One more thing thing we need to understand is that asynchronous just means that tasks don’t block. For example, if I try to fetch a web-page from a slow website, my program won’t have to wait for the download to finish, it can carry on doing other things while it waits for the page to load. This isn’t the same as doing multiple things in parallel. The following pseudocode should make things a bit easier to understand :

    # Blocking code example
    page = get_page_sync('some_page')

    # The call to print is blocked
    # If the get_page_sync is a slow function
    # Our whole program would get stalled

    print(page)

There are two approaches to mitigate the above scenarios. First, let’s use threads (which we have done till now in our Imgur album downloader). By using threads, we can offload the get_page_sync call to a separate thread and do something else in the main program thread.

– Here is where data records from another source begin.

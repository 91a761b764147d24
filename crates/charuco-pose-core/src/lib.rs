//! Geometric building blocks for ChArUco board pose estimation.
//!
//! This crate is intentionally small and free of any detector or transport
//! knowledge. It provides:
//! - borrowed grayscale image views with bilinear sampling,
//! - DLT homography estimation,
//! - a pinhole camera with the 5-coefficient radial/tangential distortion model,
//! - a planar pose solver (homography initialisation + Levenberg-Marquardt),
//! - conversion of axis-angle poses into quaternion poses.

mod camera;
mod header;
mod homography;
mod image;
mod pnp;
mod pose;

pub use camera::{CameraIntrinsics, DISTORTION_COEFFS};
pub use header::FrameHeader;
pub use homography::{estimate_homography, homography_from_4pt, Homography};
pub use image::{sample_bilinear, GrayImage, GrayImageView, ImageError};
pub use pnp::{are_collinear, reprojection_rms, solve_planar_pose, PoseSolveParams};
pub use pose::{encode_pose, BoardPose, Pose};
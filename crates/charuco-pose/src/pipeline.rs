//! Per-frame detection and pose pipeline.
//!
//! Sequence:
//! 1. detect markers,
//! 2. refine them against the board layout (only with intrinsics),
//! 3. interpolate board corners when any marker was found,
//! 4. estimate the board pose (only with intrinsics),
//! 5. optionally render the overlay.
//!
//! No markers and no pose are reported as data (`pose_valid = false`), never
//! as errors.

use crate::backend::{BackendError, BoardCorners, FiducialBackend, MarkerDetections, Quad};
use crate::board::CharucoBoard;
use crate::draw;
use crate::params::DetectorParams;
use charuco_pose_core::{BoardPose, CameraIntrinsics, GrayImageView, ImageError};
use image::RgbImage;
use nalgebra::{Point2, Vector3};

#[cfg(feature = "tracing")]
use tracing::instrument;

#[derive(thiserror::Error, Debug)]
pub enum PipelineError {
    #[error("invalid input image: {0}")]
    InvalidInput(#[from] ImageError),
    #[error(transparent)]
    Backend(#[from] BackendError),
}

/// Everything found in one frame.
#[derive(Clone, Debug, Default, PartialEq)]
pub struct DetectionResult {
    /// Unique per frame.
    pub marker_ids: Vec<i32>,
    pub marker_corners: Vec<Quad>,
    pub rejected_candidates: Vec<Quad>,
    /// Sorted ascending; parallel to `interpolated_board_corners`.
    pub interpolated_board_corner_ids: Vec<u32>,
    pub interpolated_board_corners: Vec<Point2<f64>>,
    pub pose_valid: bool,
    /// Axis-angle, zero unless `pose_valid`.
    pub rotation: Vector3<f64>,
    /// Meters, zero unless `pose_valid`.
    pub translation: Vector3<f64>,
    /// Annotated canvas, present when requested.
    pub visualization: Option<RgbImage>,
}

impl DetectionResult {
    pub fn pose(&self) -> Option<BoardPose> {
        self.pose_valid
            .then(|| BoardPose::new(self.rotation, self.translation))
    }
}

/// Board, detector thresholds and backend for one image stream.
#[derive(Clone, Debug)]
pub struct CharucoPipeline<B> {
    board: CharucoBoard,
    params: DetectorParams,
    backend: B,
}

impl<B: FiducialBackend> CharucoPipeline<B> {
    pub fn new(board: CharucoBoard, params: DetectorParams, backend: B) -> Self {
        Self {
            board,
            params,
            backend,
        }
    }

    pub fn board(&self) -> &CharucoBoard {
        &self.board
    }

    pub fn params(&self) -> &DetectorParams {
        &self.params
    }

    pub fn backend(&self) -> &B {
        &self.backend
    }

    /// Run detection, interpolation and pose estimation on one grayscale frame.
    #[cfg_attr(
        feature = "tracing",
        instrument(
            level = "debug",
            skip(self, image, intrinsics),
            fields(width = image.width, height = image.height)
        )
    )]
    pub fn detect(
        &self,
        image: &GrayImageView<'_>,
        intrinsics: Option<&CameraIntrinsics>,
        want_visualization: bool,
    ) -> Result<DetectionResult, PipelineError> {
        image.validate()?;

        let mut markers = self.backend.detect_markers(image, &self.board, &self.params)?;
        let before = markers.ids.len();
        markers.dedup_ids();
        if markers.ids.len() != before {
            log::debug!("dropped {} duplicate marker ids", before - markers.ids.len());
        }

        if let Some(camera) = intrinsics {
            if !markers.is_empty() {
                self.backend
                    .refine_markers(image, &self.board, &mut markers, camera)?;
                markers.dedup_ids();
            }
        }

        let corners = if markers.is_empty() {
            log::debug!("no markers found");
            BoardCorners::default()
        } else {
            self.backend
                .interpolate_board_corners(image, &self.board, &markers, intrinsics)?
        };

        let pose = match intrinsics {
            Some(camera) if !corners.is_empty() => {
                self.backend
                    .estimate_board_pose(&self.board, &corners, camera)?
            }
            _ => None,
        };
        if pose.is_none() && !markers.is_empty() {
            log::debug!(
                "no pose from {} markers / {} corners",
                markers.ids.len(),
                corners.len()
            );
        }

        let visualization =
            want_visualization.then(|| self.render(image, &markers, &corners, intrinsics, pose.as_ref()));

        let MarkerDetections {
            ids,
            corners: marker_corners,
            rejected,
        } = markers;
        let (rotation, translation) = pose
            .map(|p| (p.rotation, p.translation))
            .unwrap_or_else(|| (Vector3::zeros(), Vector3::zeros()));

        Ok(DetectionResult {
            marker_ids: ids,
            marker_corners,
            rejected_candidates: rejected,
            interpolated_board_corner_ids: corners.ids,
            interpolated_board_corners: corners.corners,
            pose_valid: pose.is_some(),
            rotation,
            translation,
            visualization,
        })
    }

    fn render(
        &self,
        image: &GrayImageView<'_>,
        markers: &MarkerDetections,
        corners: &BoardCorners,
        intrinsics: Option<&CameraIntrinsics>,
        pose: Option<&BoardPose>,
    ) -> RgbImage {
        let mut canvas = draw::gray_to_canvas(image);
        draw::draw_markers(&mut canvas, markers);
        draw::draw_rejected(&mut canvas, &markers.rejected);
        draw::draw_board_corners(&mut canvas, corners);
        if let (Some(camera), Some(pose)) = (intrinsics, pose) {
            if !draw::draw_axes(&mut canvas, &self.board, camera, pose) {
                log::debug!("board axes do not project into the image");
            }
        }
        canvas
    }
}
//! Recovery of board markers that the detector rejected.
//!
//! The board pose is solved from the markers that did decode; every board
//! marker still missing is projected into the image and matched against the
//! rejected candidate quads. A candidate whose corners lie within
//! `min_rep_distance` pixels (mean over the four corners) of a projection is
//! adopted under that marker's id.

use super::{MarkerDetections, Quad};
use crate::board::CharucoBoard;
use crate::params::RefineParams;
use charuco_pose_core::{solve_planar_pose, BoardPose, CameraIntrinsics, PoseSolveParams};
use nalgebra::{Point2, Point3};
use std::collections::HashSet;

/// Board-plane and image corners of every detected marker that belongs to the board.
pub(super) fn marker_correspondences(
    board: &CharucoBoard,
    detections: &MarkerDetections,
) -> (Vec<Point2<f64>>, Vec<Point2<f64>>) {
    let mut object = Vec::with_capacity(detections.ids.len() * 4);
    let mut image = Vec::with_capacity(detections.ids.len() * 4);
    for (&id, quad) in detections.ids.iter().zip(&detections.corners) {
        let Some(obj) = board.marker_object_corners(id) else {
            continue;
        };
        object.extend_from_slice(&obj);
        image.extend_from_slice(quad);
    }
    (object, image)
}

pub(super) fn project_quad(
    camera: &CameraIntrinsics,
    pose: &BoardPose,
    object: &[Point2<f64>; 4],
) -> Option<Quad> {
    let mut out = [Point2::origin(); 4];
    for (dst, o) in out.iter_mut().zip(object) {
        *dst = camera.project(&pose.transform_point(&Point3::new(o.x, o.y, 0.0)))?;
    }
    Some(out)
}

/// Mean corner distance of `candidate` to `target` over the best allowed rotation.
fn quad_distance(target: &Quad, candidate: &Quad, check_all_orders: bool) -> (f64, usize) {
    let rotations = if check_all_orders { 4 } else { 1 };
    (0..rotations)
        .map(|r| {
            let d = (0..4)
                .map(|k| (candidate[(k + r) % 4] - target[k]).norm())
                .sum::<f64>()
                / 4.0;
            (d, r)
        })
        .fold((f64::INFINITY, 0), |best, cur| if cur.0 < best.0 { cur } else { best })
}

/// Adopt rejected candidates matching projected board markers.
///
/// Returns the number of recovered markers.
pub(super) fn refine_detected_markers(
    board: &CharucoBoard,
    detections: &mut MarkerDetections,
    camera: &CameraIntrinsics,
    params: &RefineParams,
    pose_params: &PoseSolveParams,
) -> usize {
    if detections.ids.is_empty() || detections.rejected.is_empty() {
        return 0;
    }

    let (object, image) = marker_correspondences(board, detections);
    let Some(pose) = solve_planar_pose(&object, &image, camera, pose_params) else {
        log::debug!("marker refinement skipped: no pose from {} markers", detections.ids.len());
        return 0;
    };

    let present: HashSet<i32> = detections.ids.iter().copied().collect();
    let mut recovered = 0;
    for id in 0..board.marker_count() as i32 {
        if present.contains(&id) || detections.rejected.is_empty() {
            continue;
        }
        let Some(obj) = board.marker_object_corners(id) else {
            continue;
        };
        let Some(projected) = project_quad(camera, &pose, &obj) else {
            continue;
        };

        let best = detections
            .rejected
            .iter()
            .enumerate()
            .map(|(idx, cand)| {
                let (d, r) = quad_distance(&projected, cand, params.check_all_orders);
                (idx, d, r)
            })
            .min_by(|a, b| a.1.total_cmp(&b.1));

        if let Some((idx, d, r)) = best {
            if d < params.min_rep_distance {
                let cand = detections.rejected.remove(idx);
                let quad = std::array::from_fn(|k| cand[(k + r) % 4]);
                detections.ids.push(id);
                detections.corners.push(quad);
                recovered += 1;
            }
        }
    }

    if recovered > 0 {
        log::debug!("recovered {recovered} markers from rejected candidates");
    }
    recovered
}
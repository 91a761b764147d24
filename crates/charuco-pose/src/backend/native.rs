use super::interpolate::interpolate_corners;
use super::refine::refine_detected_markers;
use super::{BackendError, BoardCorners, FiducialBackend, MarkerDetections, MarkerDetector};
use crate::board::CharucoBoard;
use crate::params::{DetectorParams, InterpolationParams, RefineParams};
use charuco_pose_core::{
    solve_planar_pose, BoardPose, CameraIntrinsics, GrayImageView, PoseSolveParams,
};

/// Backend that delegates candidate detection to a [`MarkerDetector`] and
/// performs refinement, corner interpolation and pose estimation itself.
#[derive(Clone, Debug)]
pub struct NativeBackend<D> {
    detector: D,
    pub refine: RefineParams,
    pub interpolation: InterpolationParams,
    pub pose: PoseSolveParams,
}

impl<D: MarkerDetector> NativeBackend<D> {
    pub fn new(detector: D) -> Self {
        Self {
            detector,
            refine: RefineParams::default(),
            interpolation: InterpolationParams::default(),
            pose: PoseSolveParams::default(),
        }
    }

    pub fn with_params(
        detector: D,
        refine: RefineParams,
        interpolation: InterpolationParams,
        pose: PoseSolveParams,
    ) -> Self {
        Self {
            detector,
            refine,
            interpolation,
            pose,
        }
    }

    pub fn detector(&self) -> &D {
        &self.detector
    }
}

impl<D: MarkerDetector> FiducialBackend for NativeBackend<D> {
    fn detect_markers(
        &self,
        image: &GrayImageView<'_>,
        board: &CharucoBoard,
        params: &DetectorParams,
    ) -> Result<MarkerDetections, BackendError> {
        image.validate()?;
        let detections = self.detector.detect(image, &board.spec().dictionary, params)?;
        if detections.ids.len() != detections.corners.len() {
            return Err(BackendError::MismatchedDetections {
                ids: detections.ids.len(),
                corners: detections.corners.len(),
            });
        }
        Ok(detections)
    }

    fn refine_markers(
        &self,
        _image: &GrayImageView<'_>,
        board: &CharucoBoard,
        detections: &mut MarkerDetections,
        camera: &CameraIntrinsics,
    ) -> Result<(), BackendError> {
        refine_detected_markers(board, detections, camera, &self.refine, &self.pose);
        Ok(())
    }

    fn interpolate_board_corners(
        &self,
        image: &GrayImageView<'_>,
        board: &CharucoBoard,
        detections: &MarkerDetections,
        camera: Option<&CameraIntrinsics>,
    ) -> Result<BoardCorners, BackendError> {
        image.validate()?;
        Ok(interpolate_corners(
            image,
            board,
            detections,
            camera,
            &self.interpolation,
            &self.pose,
        ))
    }

    fn estimate_board_pose(
        &self,
        board: &CharucoBoard,
        corners: &BoardCorners,
        camera: &CameraIntrinsics,
    ) -> Result<Option<BoardPose>, BackendError> {
        let mut object = Vec::with_capacity(corners.len());
        let mut image = Vec::with_capacity(corners.len());
        for (&id, &px) in corners.ids.iter().zip(&corners.corners) {
            if let Some(xy) = board.corner_object_xy(id) {
                object.push(xy);
                image.push(px);
            }
        }
        Ok(solve_planar_pose(&object, &image, camera, &self.pose))
    }
}

#[cfg(test)]
mod tests {
    use super::*;
    use crate::board::BoardSpec;
    use crate::dictionary::{DictionarySpec, PredefinedDictionary};
    use charuco_pose_core::{FrameHeader, GrayImage};
    use nalgebra::{Point2, Point3, Vector3};

    struct Fixed(MarkerDetections);

    impl MarkerDetector for Fixed {
        fn detect(
            &self,
            _image: &GrayImageView<'_>,
            _dictionary: &DictionarySpec,
            _params: &DetectorParams,
        ) -> Result<MarkerDetections, BackendError> {
            Ok(self.0.clone())
        }
    }

    fn board() -> CharucoBoard {
        CharucoBoard::new(BoardSpec {
            squares_x: 5,
            squares_y: 4,
            square_size_m: 0.04,
            marker_size_m: 0.03,
            dictionary: DictionarySpec::Predefined(PredefinedDictionary::Dict4x4_50),
        })
        .expect("board")
    }

    fn camera() -> CameraIntrinsics {
        CameraIntrinsics::from_row_major(
            &[800.0, 0.0, 320.0, 0.0, 800.0, 240.0, 0.0, 0.0, 1.0],
            [0.0; 5],
            FrameHeader::default(),
        )
    }

    fn truth() -> BoardPose {
        BoardPose::new(Vector3::new(0.1, -0.15, 0.05), Vector3::new(-0.1, -0.08, 0.6))
    }

    fn observe(board: &CharucoBoard, ids: &[i32]) -> MarkerDetections {
        let cam = camera();
        let pose = truth();
        let mut det = MarkerDetections::default();
        for &id in ids {
            let obj = board.marker_object_corners(id).expect("marker");
            let quad = std::array::from_fn(|k| {
                cam.project(&pose.transform_point(&Point3::new(obj[k].x, obj[k].y, 0.0)))
                    .expect("visible")
            });
            det.ids.push(id);
            det.corners.push(quad);
        }
        det
    }

    #[test]
    fn mismatched_detector_output_is_an_error() {
        let mut det = observe(&board(), &[0, 1]);
        det.corners.pop();
        let backend = NativeBackend::new(Fixed(det));
        let img = GrayImage::new(640, 480, 128);
        let err = backend
            .detect_markers(&img.view(), &board(), &DetectorParams::default())
            .unwrap_err();
        assert!(matches!(
            err,
            BackendError::MismatchedDetections { ids: 2, corners: 1 }
        ));
    }

    #[test]
    fn refinement_adopts_rotated_rejected_candidate() {
        let board = board();
        let all = observe(&board, &(0..board.marker_count() as i32).collect::<Vec<_>>());
        let mut det = observe(&board, &[0, 1, 2, 3, 4, 5]);
        let missing = all.corners[7];
        det.rejected.push([missing[2], missing[3], missing[0], missing[1]]);
        det.rejected.push([Point2::new(5.0, 5.0); 4]);

        let backend = NativeBackend::new(Fixed(MarkerDetections::default()));
        let img = GrayImage::new(640, 480, 128);
        backend
            .refine_markers(&img.view(), &board, &mut det, &camera())
            .expect("refine");

        assert_eq!(det.ids.last(), Some(&7));
        let adopted = det.corners.last().expect("adopted quad");
        for k in 0..4 {
            assert!((adopted[k] - missing[k]).norm() < 1e-6);
        }
        assert_eq!(det.rejected.len(), 1);
    }

    #[test]
    fn corners_need_both_adjacent_markers() {
        let board = board();
        // Markers 5 and 8 share corner 0 (cells (0,1) and (1,0)).
        let det = observe(&board, &[5, 8]);
        let backend = NativeBackend::new(Fixed(MarkerDetections::default()));
        let img = GrayImage::new(640, 480, 128);
        let corners = backend
            .interpolate_board_corners(&img.view(), &board, &det, None)
            .expect("interpolate");
        assert_eq!(corners.ids, vec![0]);

        let cam = camera();
        let obj = board.corner_object_xy(0).expect("corner");
        let expected = cam
            .project(&truth().transform_point(&Point3::new(obj.x, obj.y, 0.0)))
            .expect("visible");
        assert!((corners.corners[0] - expected).norm() < 1e-6);
    }

    #[test]
    fn pose_from_interpolated_corners() {
        let board = board();
        let det = observe(&board, &(0..board.marker_count() as i32).collect::<Vec<_>>());
        let backend = NativeBackend::new(Fixed(MarkerDetections::default()));
        let img = GrayImage::new(640, 480, 128);
        let cam = camera();
        let corners = backend
            .interpolate_board_corners(&img.view(), &board, &det, Some(&cam))
            .expect("interpolate");
        assert_eq!(corners.len(), board.corner_count());

        let pose = backend
            .estimate_board_pose(&board, &corners, &cam)
            .expect("backend")
            .expect("pose");
        assert!((pose.rotation - truth().rotation).norm() < 1e-6);
        assert!((pose.translation - truth().translation).norm() < 1e-6);
    }

    #[test]
    fn too_few_corners_give_no_pose() {
        let board = board();
        let corners = BoardCorners {
            ids: vec![0, 1, 2],
            corners: vec![
                Point2::new(100.0, 100.0),
                Point2::new(150.0, 100.0),
                Point2::new(200.0, 100.0),
            ],
        };
        let backend = NativeBackend::new(Fixed(MarkerDetections::default()));
        let pose = backend
            .estimate_board_pose(&board, &corners, &camera())
            .expect("backend");
        assert!(pose.is_none());
    }
}
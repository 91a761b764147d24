//! Camera intrinsics store.

use charuco_pose_core::{CameraIntrinsics, FrameHeader, DISTORTION_COEFFS};
use serde::{Deserialize, Serialize};
use parking_lot::RwLock;
use std::sync::Arc;

/// Calibration message as received from the camera driver.
#[derive(Clone, Debug, Default, PartialEq, Serialize, Deserialize)]
pub struct CameraInfo {
    pub header: FrameHeader,
    pub width: u32,
    pub height: u32,
    /// Intrinsic matrix, row-major.
    pub k: [f64; 9],
    /// Distortion coefficients `[k1, k2, p1, p2, k3, ...]`.
    pub d: Vec<f64>,
}

impl CameraInfo {
    /// Distortion vector fitted to five coefficients (zero-padded or truncated).
    pub fn distortion5(&self) -> [f64; DISTORTION_COEFFS] {
        let mut out = [0.0; DISTORTION_COEFFS];
        for (dst, src) in out.iter_mut().zip(&self.d) {
            *dst = *src;
        }
        out
    }
}

/// Latest accepted camera intrinsics, shared between the calibration and
/// image handlers.
///
/// Replacement swaps a whole snapshot, so readers never see a partially
/// updated matrix.
#[derive(Debug, Default)]
pub struct IntrinsicsStore {
    current: RwLock<Option<Arc<CameraIntrinsics>>>,
}

impl IntrinsicsStore {
    pub fn new() -> Self {
        Self::default()
    }

    /// Accept `info` iff its intrinsic matrix has a non-zero entry.
    ///
    /// A rejected update leaves the stored snapshot untouched.
    pub fn update(&self, info: &CameraInfo) -> bool {
        if !CameraIntrinsics::has_nonzero_matrix(&info.k) {
            log::warn!(
                "camera info from '{}' has an all-zero intrinsic matrix, ignoring",
                info.header.frame_id
            );
            return false;
        }
        if info.d.len() != DISTORTION_COEFFS {
            log::debug!(
                "distortion vector has {} coefficients, using the first {}",
                info.d.len(),
                DISTORTION_COEFFS
            );
        }
        let snapshot = Arc::new(CameraIntrinsics::from_row_major(
            &info.k,
            info.distortion5(),
            info.header.clone(),
        ));
        *self.current.write() = Some(snapshot);
        true
    }

    /// Snapshot of the latest accepted intrinsics.
    pub fn current(&self) -> Option<Arc<CameraIntrinsics>> {
        self.current.read().clone()
    }

    pub fn is_calibrated(&self) -> bool {
        self.current().is_some()
    }
}

#[cfg(test)]
mod tests {
    use super::*;

    fn info(k: [f64; 9], d: Vec<f64>) -> CameraInfo {
        CameraInfo {
            header: FrameHeader::new(7, "camera"),
            width: 640,
            height: 480,
            k,
            d,
        }
    }

    #[test]
    fn zero_matrix_is_rejected_and_keeps_prior_state() {
        let store = IntrinsicsStore::new();
        assert!(!store.update(&info([0.0; 9], vec![0.0; 5])));
        assert!(store.current().is_none());

        let k = [600.0, 0.0, 320.0, 0.0, 600.0, 240.0, 0.0, 0.0, 1.0];
        assert!(store.update(&info(k, vec![0.1, 0.0, 0.0, 0.0, 0.0])));
        assert!(!store.update(&info([0.0; 9], vec![])));
        let snapshot = store.current().expect("calibrated");
        assert_eq!(snapshot.row_major(), k);
        assert_eq!(snapshot.distortion[0], 0.1);
    }

    #[test]
    fn any_nonzero_entry_is_accepted() {
        let store = IntrinsicsStore::new();
        let mut k = [0.0; 9];
        k[2] = 1.0;
        assert!(store.update(&info(k, vec![])));
        assert_eq!(store.current().expect("calibrated").row_major(), k);
    }

    #[test]
    fn distortion_is_padded_or_truncated() {
        let short = info([1.0; 9], vec![0.1, 0.2]);
        assert_eq!(short.distortion5(), [0.1, 0.2, 0.0, 0.0, 0.0]);
        let long = info([1.0; 9], vec![1.0, 2.0, 3.0, 4.0, 5.0, 6.0, 7.0, 8.0]);
        assert_eq!(long.distortion5(), [1.0, 2.0, 3.0, 4.0, 5.0]);
    }

    #[test]
    fn accepted_snapshot_keeps_provenance() {
        let store = IntrinsicsStore::new();
        store.update(&info([600.0, 0.0, 320.0, 0.0, 600.0, 240.0, 0.0, 0.0, 1.0], vec![0.0; 5]));
        let snapshot = store.current().expect("calibrated");
        assert_eq!(snapshot.provenance, FrameHeader::new(7, "camera"));
    }
}
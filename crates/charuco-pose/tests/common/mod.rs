#![allow(dead_code)]

use charuco_pose::{
    BackendError, BoardPose, BoardSpec, CameraInfo, CameraIntrinsics, CharucoBoard, DetectorParams,
    DictionarySpec, FrameHeader, GrayImage, GrayImageView, MarkerDetections, MarkerDetector,
    PredefinedDictionary, Quad,
};
use nalgebra::{Matrix3, Point2, Point3, Rotation3, Vector2, Vector3};
use std::sync::atomic::{AtomicBool, AtomicUsize, Ordering};

pub const WIDTH: usize = 640;
pub const HEIGHT: usize = 480;
pub const K: [f64; 9] = [800.0, 0.0, 320.0, 0.0, 800.0, 240.0, 0.0, 0.0, 1.0];

pub fn init_logging() {
    let _ = env_logger::builder().is_test(true).try_init();
}

pub fn board() -> CharucoBoard {
    CharucoBoard::new(BoardSpec {
        squares_x: 5,
        squares_y: 7,
        square_size_m: 0.04,
        marker_size_m: 0.03,
        dictionary: DictionarySpec::Predefined(PredefinedDictionary::Dict4x4_50),
    })
    .expect("board")
}

pub fn camera(distortion: [f64; 5]) -> CameraIntrinsics {
    CameraIntrinsics::from_row_major(&K, distortion, FrameHeader::new(0, "camera"))
}

pub fn camera_info(k: [f64; 9], d: Vec<f64>) -> CameraInfo {
    CameraInfo {
        header: FrameHeader::new(1, "camera"),
        width: WIDTH as u32,
        height: HEIGHT as u32,
        k,
        d,
    }
}

pub fn truth() -> BoardPose {
    BoardPose::new(
        Vector3::new(0.12, -0.1, 0.03),
        Vector3::new(-0.1, -0.14, 0.8),
    )
}

/// Frame in which the synthetic detector sees the board.
pub fn lit_image() -> GrayImage {
    GrayImage::new(WIDTH, HEIGHT, 128)
}

/// Frame in which the synthetic detector sees nothing.
pub fn dark_image() -> GrayImage {
    GrayImage::new(WIDTH, HEIGHT, 0)
}

/// Anti-aliased image of the board squares seen through the undistorted
/// camera at `pose`, translated by `shift` pixels. Marker ink is left out so
/// corner neighborhoods hold only the checker pattern.
pub fn rendered_board(pose: &BoardPose, shift: Vector2<f64>) -> GrayImage {
    const SAMPLES: usize = 4;
    let spec = *board().spec();
    let s = spec.square_size_m;
    let (board_w, board_h) = (spec.squares_x as f64 * s, spec.squares_y as f64 * s);

    let r = Rotation3::new(pose.rotation);
    let rm = r.matrix();
    let plane = Matrix3::from_columns(&[
        rm.column(0).into_owned(),
        rm.column(1).into_owned(),
        pose.translation,
    ]);
    let to_board = (Matrix3::from_row_slice(&K) * plane)
        .try_inverse()
        .expect("board plane homography");

    let mut img = GrayImage::new(WIDTH, HEIGHT, 128);
    for y in 0..HEIGHT {
        for x in 0..WIDTH {
            let mut acc = 0.0;
            for sy in 0..SAMPLES {
                for sx in 0..SAMPLES {
                    let u = x as f64 - 0.5 + (sx as f64 + 0.5) / SAMPLES as f64 - shift.x;
                    let v = y as f64 - 0.5 + (sy as f64 + 0.5) / SAMPLES as f64 - shift.y;
                    let p = to_board * Vector3::new(u, v, 1.0);
                    let (bx, by) = (p.x / p.z, p.y / p.z);
                    acc += if bx < 0.0 || by < 0.0 || bx >= board_w || by >= board_h {
                        128.0
                    } else if ((bx / s).floor() as u32 + (by / s).floor() as u32) % 2 == 1 {
                        230.0
                    } else {
                        20.0
                    };
                }
            }
            img.data[y * WIDTH + x] = (acc / (SAMPLES * SAMPLES) as f64).round() as u8;
        }
    }
    img
}

pub fn project(camera: &CameraIntrinsics, pose: &BoardPose, p: Point2<f64>) -> Point2<f64> {
    camera
        .project(&pose.transform_point(&Point3::new(p.x, p.y, 0.0)))
        .expect("in front of camera")
}

/// Detector that reports the board markers as seen through a known camera
/// and pose. Frames with a mean intensity below 64 contain no board.
pub struct SyntheticDetector {
    pub board: CharucoBoard,
    pub camera: CameraIntrinsics,
    pub pose: BoardPose,
    /// Marker ids left out of the detections.
    pub hidden: Vec<i32>,
    /// Report hidden markers as rejected candidates (corner order rotated).
    pub hidden_as_rejected: bool,
    pub fail: AtomicBool,
    /// Panic instead of returning, as a crashing native detector would.
    pub panic: AtomicBool,
    pub calls: AtomicUsize,
}

impl SyntheticDetector {
    pub fn new(distortion: [f64; 5]) -> Self {
        Self {
            board: board(),
            camera: camera(distortion),
            pose: truth(),
            hidden: Vec::new(),
            hidden_as_rejected: false,
            fail: AtomicBool::new(false),
            panic: AtomicBool::new(false),
            calls: AtomicUsize::new(0),
        }
    }

    pub fn calls(&self) -> usize {
        self.calls.load(Ordering::SeqCst)
    }

    pub fn set_failing(&self, fail: bool) {
        self.fail.store(fail, Ordering::SeqCst);
    }

    pub fn set_panicking(&self, panic: bool) {
        self.panic.store(panic, Ordering::SeqCst);
    }

    pub fn marker_quad(&self, id: i32) -> Quad {
        let obj = self.board.marker_object_corners(id).expect("marker on board");
        std::array::from_fn(|k| project(&self.camera, &self.pose, obj[k]))
    }
}

impl MarkerDetector for SyntheticDetector {
    fn detect(
        &self,
        image: &GrayImageView<'_>,
        _dictionary: &DictionarySpec,
        _params: &DetectorParams,
    ) -> Result<MarkerDetections, BackendError> {
        self.calls.fetch_add(1, Ordering::SeqCst);
        if self.panic.load(Ordering::SeqCst) {
            panic!("synthetic detector crashed");
        }
        if self.fail.load(Ordering::SeqCst) {
            return Err(BackendError::Detection("synthetic failure".to_string()));
        }

        let mean = image.data.iter().map(|&v| v as u64).sum::<u64>() / image.data.len() as u64;
        let mut out = MarkerDetections::default();
        if mean < 64 {
            return Ok(out);
        }

        for id in 0..self.board.marker_count() as i32 {
            let quad = self.marker_quad(id);
            if !quad.iter().all(|p| image.contains(p.x, p.y)) {
                continue;
            }
            if self.hidden.contains(&id) {
                if self.hidden_as_rejected {
                    out.rejected.push([quad[1], quad[2], quad[3], quad[0]]);
                }
                continue;
            }
            out.ids.push(id);
            out.corners.push(quad);
        }
        Ok(out)
    }
}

### offload the slow code to a thread
t = threading.thread(target=get_page_sync, args=('some_page',))
t.run()

### do something else while the thread runs
do_something_else()

### wait for the thread to complete
t.join()

There are several advantages as well as disadvantages to threading, the main disadvantages being having to lock shared data structures before mutating them and taking care of exceptions (within a thread) through message passing to the main thread. At the same time, they’re a bit more convenient to work with as compare to async-await (Or I’m just not yet used to this paradigm!)

Now let’s start with the second approach to mitigating the slow blocking functions, the asynchronous programming approach, specifically we’ll be dealing with the async-await syntax introduced in Python 3.5. The main difference that I feel between async-await and multi-threaded programming is that in the latter the kernel does a context switch while in the former we ourselves are responsible for yielding control to a different part of code. What I mean by a context switch is when multiple threads of code are running, it is upto the kernel to stop executing the current thread, put it to sleep, and pick up a different thread and continue execution. This is known as preemptive multitasking.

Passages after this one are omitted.